All along, I thought I was a part of the solution … but I was still a part of the problem

I was going through my Facebook Memories the other day and came across a post that I had done years ago. It said “With so much darkness and sadness in the world, Choose LOVE.”

How ironic, I thought. Years later, and still so applicable.

But maybe it’s not applicable. Maybe we need to be sad and angry right now.

There was no way I was going to blog about this. Mostly because I thought, as a white woman, I don’t have a right to. But also, because this topic feels terrifying.

I watched a clip of the George Floyd murder last week and my heart has felt indescribably heavy ever since.

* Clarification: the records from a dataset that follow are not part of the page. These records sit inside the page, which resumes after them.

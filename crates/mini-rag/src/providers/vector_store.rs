//! Vector index provider trait for managing indexes and searching embeddings

use async_trait::async_trait;
use crate::config::Metric;
use crate::error::Result;
use crate::types::{Chunk, ScoredChunk};

/// Parameters for creating an index
#[derive(Debug, Clone, PartialEq, Eq)]
pub struct IndexSpec {
    pub name: String,
    pub dimension: usize,
    pub metric: Metric,
    pub cloud: String,
    pub region: String,
}

/// Remote index status
#[derive(Debug, Clone, PartialEq, Eq)]
pub struct IndexDescription {
    pub name: String,
    pub dimension: usize,
    /// Index accepts reads and writes
    pub ready: bool,
    /// Data plane host, once assigned
    pub host: Option<String>,
}

/// A vector with its id and the chunk stored as metadata
#[derive(Debug, Clone)]
pub struct VectorRecord {
    pub id: String,
    pub values: Vec<f32>,
    pub chunk: Chunk,
}

/// Trait for a hosted vector index
///
/// Implementations:
/// - `PineconeClient`: Pinecone serverless indexes
#[async_trait]
pub trait VectorIndexProvider: Send + Sync {
    /// Names of all existing indexes
    async fn list_indexes(&self) -> Result<Vec<String>>;

    /// Create an index
    async fn create_index(&self, spec: &IndexSpec) -> Result<()>;

    /// Delete an index; deleting a missing index is not an error
    async fn delete_index(&self, name: &str) -> Result<()>;

    /// Describe an index, `None` if it does not exist
    async fn describe_index(&self, name: &str) -> Result<Option<IndexDescription>>;

    /// Insert or overwrite vectors
    async fn upsert(&self, index: &str, records: &[VectorRecord]) -> Result<usize>;

    /// Nearest neighbours of `vector`, best first
    async fn query(&self, index: &str, vector: &[f32], top_k: usize) -> Result<Vec<ScoredChunk>>;

    /// Get provider name for logging
    fn name(&self) -> &str;
}
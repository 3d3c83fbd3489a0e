//! In-memory providers for unit tests

use async_trait::async_trait;
use parking_lot::Mutex;
use std::collections::HashMap;
use std::sync::atomic::{AtomicUsize, Ordering};

use crate::config::{IndexPollingConfig, RagConfig};
use crate::error::{Error, Result};
use crate::providers::{
    ChatProvider, EmbeddingProvider, IndexDescription, IndexSpec, RerankHit, RerankProvider,
    VectorIndexProvider, VectorRecord,
};
use crate::types::ScoredChunk;

/// Configuration for 16-dimensional mocks with instant index polling
pub fn test_config() -> RagConfig {
    let mut config = RagConfig::default();
    config.credentials.index_name = Some("docs".to_string());
    config.embedding.dimensions = 16;
    config.vector_store.dimension = 16;
    config.index_polling = IndexPollingConfig {
        delete_settle_ms: 0,
        poll_interval_ms: 0,
        max_attempts: 5,
    };
    config
}

/// Letter-frequency embedder
pub struct MockEmbedder {
    pub dimensions: usize,
    pub fail: bool,
    pub calls: AtomicUsize,
}

impl MockEmbedder {
    pub fn new(dimensions: usize) -> Self {
        Self {
            dimensions,
            fail: false,
            calls: AtomicUsize::new(0),
        }
    }

    pub fn failing(dimensions: usize) -> Self {
        Self {
            fail: true,
            ..Self::new(dimensions)
        }
    }

    fn vectorize(&self, text: &str) -> Vec<f32> {
        let mut v = vec![0.0; self.dimensions];
        for c in text.chars().filter(|c| c.is_alphanumeric()) {
            let slot = (c.to_ascii_lowercase() as usize) % self.dimensions;
            v[slot] += 1.0;
        }
        v
    }
}

#[async_trait]
impl EmbeddingProvider for MockEmbedder {
    async fn embed(&self, text: &str) -> Result<Vec<f32>> {
        self.calls.fetch_add(1, Ordering::SeqCst);
        if self.fail {
            return Err(Error::embedding("mock embedder failure"));
        }
        Ok(self.vectorize(text))
    }

    fn dimensions(&self) -> usize {
        self.dimensions
    }

    fn name(&self) -> &str {
        "mock"
    }
}

struct MemoryIndex {
    dimension: usize,
    polls_until_ready: u32,
    records: Vec<VectorRecord>,
}

/// Vector index held in memory; records every call
pub struct MemoryVectorIndex {
    indexes: Mutex<HashMap<String, MemoryIndex>>,
    /// Describe calls a new index needs before it reports ready
    pub ready_after: u32,
    /// List calls that still report a deleted index
    pub list_after_delete: u32,
    deleting: Mutex<HashMap<String, u32>>,
    pub log: Mutex<Vec<String>>,
}

impl MemoryVectorIndex {
    pub fn new() -> Self {
        Self {
            indexes: Mutex::new(HashMap::new()),
            ready_after: 1,
            list_after_delete: 0,
            deleting: Mutex::new(HashMap::new()),
            log: Mutex::new(Vec::new()),
        }
    }

    /// Pre-populate an index that is already ready
    pub fn with_index(self, name: &str, dimension: usize, records: Vec<VectorRecord>) -> Self {
        self.indexes.lock().insert(
            name.to_string(),
            MemoryIndex {
                dimension,
                polls_until_ready: 0,
                records,
            },
        );
        self
    }

    pub fn records(&self, name: &str) -> Vec<VectorRecord> {
        self.indexes
            .lock()
            .get(name)
            .map(|i| i.records.clone())
            .unwrap_or_default()
    }

    pub fn calls(&self) -> Vec<String> {
        self.log.lock().clone()
    }

    fn record(&self, call: String) {
        self.log.lock().push(call);
    }
}

fn cosine(a: &[f32], b: &[f32]) -> f32 {
    let dot: f32 = a.iter().zip(b).map(|(x, y)| x * y).sum();
    let na: f32 = a.iter().map(|x| x * x).sum::<f32>().sqrt();
    let nb: f32 = b.iter().map(|x| x * x).sum::<f32>().sqrt();
    if na == 0.0 || nb == 0.0 {
        0.0
    } else {
        dot / (na * nb)
    }
}

#[async_trait]
impl VectorIndexProvider for MemoryVectorIndex {
    async fn list_indexes(&self) -> Result<Vec<String>> {
        self.record("list".to_string());
        let mut names: Vec<String> = self.indexes.lock().keys().cloned().collect();
        for (name, remaining) in self.deleting.lock().iter_mut() {
            if *remaining > 0 {
                *remaining -= 1;
                names.push(name.clone());
            }
        }
        names.sort();
        names.dedup();
        Ok(names)
    }

    async fn create_index(&self, spec: &IndexSpec) -> Result<()> {
        self.record(format!("create:{}", spec.name));
        self.indexes.lock().insert(
            spec.name.clone(),
            MemoryIndex {
                dimension: spec.dimension,
                polls_until_ready: self.ready_after,
                records: Vec::new(),
            },
        );
        Ok(())
    }

    async fn delete_index(&self, name: &str) -> Result<()> {
        self.record(format!("delete:{}", name));
        self.indexes.lock().remove(name);
        if self.list_after_delete > 0 {
            self.deleting
                .lock()
                .insert(name.to_string(), self.list_after_delete);
        }
        Ok(())
    }

    async fn describe_index(&self, name: &str) -> Result<Option<IndexDescription>> {
        self.record(format!("describe:{}", name));
        let mut indexes = self.indexes.lock();
        Ok(indexes.get_mut(name).map(|index| {
            let ready = index.polls_until_ready == 0;
            index.polls_until_ready = index.polls_until_ready.saturating_sub(1);
            IndexDescription {
                name: name.to_string(),
                dimension: index.dimension,
                ready,
                host: ready.then(|| format!("{}.memory", name)),
            }
        }))
    }

    async fn upsert(&self, index: &str, records: &[VectorRecord]) -> Result<usize> {
        self.record(format!("upsert:{}:{}", index, records.len()));
        let mut indexes = self.indexes.lock();
        let target = indexes
            .get_mut(index)
            .ok_or_else(|| Error::vector_db(format!("Index '{}' does not exist", index)))?;
        target.records.extend_from_slice(records);
        Ok(records.len())
    }

    async fn query(&self, index: &str, vector: &[f32], top_k: usize) -> Result<Vec<ScoredChunk>> {
        self.record(format!("query:{}", index));
        let indexes = self.indexes.lock();
        let target = indexes
            .get(index)
            .ok_or_else(|| Error::vector_db(format!("Index '{}' does not exist", index)))?;
        let mut scored: Vec<ScoredChunk> = target
            .records
            .iter()
            .map(|r| ScoredChunk {
                chunk: r.chunk.clone(),
                score: cosine(vector, &r.values),
            })
            .collect();
        scored.sort_by(|a, b| b.score.total_cmp(&a.score));
        scored.truncate(top_k);
        Ok(scored)
    }

    fn name(&self) -> &str {
        "memory"
    }
}

/// Chat model returning a fixed answer
pub struct MockChat {
    pub answer: String,
    pub prompts: Mutex<Vec<(String, String)>>,
}

impl MockChat {
    pub fn new(answer: impl Into<String>) -> Self {
        Self {
            answer: answer.into(),
            prompts: Mutex::new(Vec::new()),
        }
    }

    pub fn calls(&self) -> usize {
        self.prompts.lock().len()
    }
}

#[async_trait]
impl ChatProvider for MockChat {
    async fn complete(&self, system_prompt: &str, user_prompt: &str) -> Result<String> {
        self.prompts
            .lock()
            .push((system_prompt.to_string(), user_prompt.to_string()));
        Ok(self.answer.clone())
    }

    fn name(&self) -> &str {
        "mock"
    }

    fn model(&self) -> &str {
        "mock-chat"
    }
}

/// Reranker that reverses the candidate order
pub struct ReverseReranker {
    /// Extra hit pointing past the candidate list
    pub stray_index: Option<usize>,
    pub calls: AtomicUsize,
}

impl ReverseReranker {
    pub fn new() -> Self {
        Self {
            stray_index: None,
            calls: AtomicUsize::new(0),
        }
    }
}

#[async_trait]
impl RerankProvider for ReverseReranker {
    async fn rerank(
        &self,
        _query: &str,
        documents: &[String],
        top_n: usize,
    ) -> Result<Vec<RerankHit>> {
        self.calls.fetch_add(1, Ordering::SeqCst);
        let mut hits: Vec<RerankHit> = Vec::new();
        if let Some(index) = self.stray_index {
            hits.push(RerankHit {
                index,
                relevance_score: 1.0,
            });
        }
        hits.extend((0..documents.len()).rev().enumerate().map(|(rank, index)| RerankHit {
            index,
            relevance_score: 0.9 - rank as f32 * 0.01,
        }));
        hits.truncate(top_n);
        Ok(hits)
    }

    fn name(&self) -> &str {
        "reverse"
    }
}
//! Embedding provider trait for generating text embeddings

use async_trait::async_trait;
use crate::error::Result;

/// Trait for generating text embeddings
///
/// Implementations:
/// - `GeminiEmbedder`: Google Generative Language API (embedding-001)
#[async_trait]
pub trait EmbeddingProvider: Send + Sync {
    /// Generate the embedding for a search query
    async fn embed(&self, text: &str) -> Result<Vec<f32>>;

    /// Generate embeddings for documents being indexed (batch)
    ///
    /// Default implementation calls `embed` sequentially.
    async fn embed_batch(&self, texts: &[String]) -> Result<Vec<Vec<f32>>> {
        let mut embeddings = Vec::with_capacity(texts.len());
        for text in texts {
            embeddings.push(self.embed(text).await?);
        }
        Ok(embeddings)
    }

    /// Output dimension; must match the index dimension
    fn dimensions(&self) -> usize;

    /// Get provider name for logging
    fn name(&self) -> &str;
}
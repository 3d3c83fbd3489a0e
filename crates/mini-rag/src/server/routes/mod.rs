//! API routes for the RAG server

pub mod ingest;
pub mod query;

use axum::{routing::post, Router};

use crate::server::state::AppState;

/// Build all API routes
pub fn api_routes() -> Router<AppState> {
    Router::new()
        .route("/ingest", post(ingest::ingest_text))
        .route("/query", post(query::query_rag))
}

Nine minutes. For nine minutes, he laid on the pavement, cuffed, with a knee pressed into the back of his neck. He begged for water, for air, for his mom. He was murdered, on video,  and it happened because we have said it’s okay.

Ahmaud Arbery was hunted down while out for a jog.


It happened because we have said it’s okay.

Ugh, The States …” we mutter, and shake our heads in disdain.

Don’t be smug, Canada. We are like the States’ little sister. Our behavior is just as bad but we are a little bit quieter about it and have learned to smile sweetly when someone is looking.

Mamas have to tell their babies not to jog in certain areas, how to handle being followed in stores and accused of theft, and how to react if and when they get pulled over by the police.

They have to teach their babies how to stay safe. From us. And we have said it’s okay.

As a white woman, I have had the ability and privilege (one of many) to shake my head sadly, turn in the other direction, and pretend it’s not my problem.

I have said bullshit things to my non-white friends like ” I don’t see your colour, I just see you as a person”. I have asked people what their heritage is because I have been curious what kind of ‘not white’ they are. I have done all this while feeling and acting like I was part of the solution, not a part of the problem.

I am embarrassed. And I am sorry.

I want to do better. We need to do better.

We need to be angry and sad. We need to be sorry. And we need to be quiet. We need to be quiet so we can listen. We need to listen to the voices we have spoken over for so long.

My heart is broken, and humbled. I vow to do better.

~ Christine

** Where do we start? What can we do? It is overwhelming. Below are a few resources to start …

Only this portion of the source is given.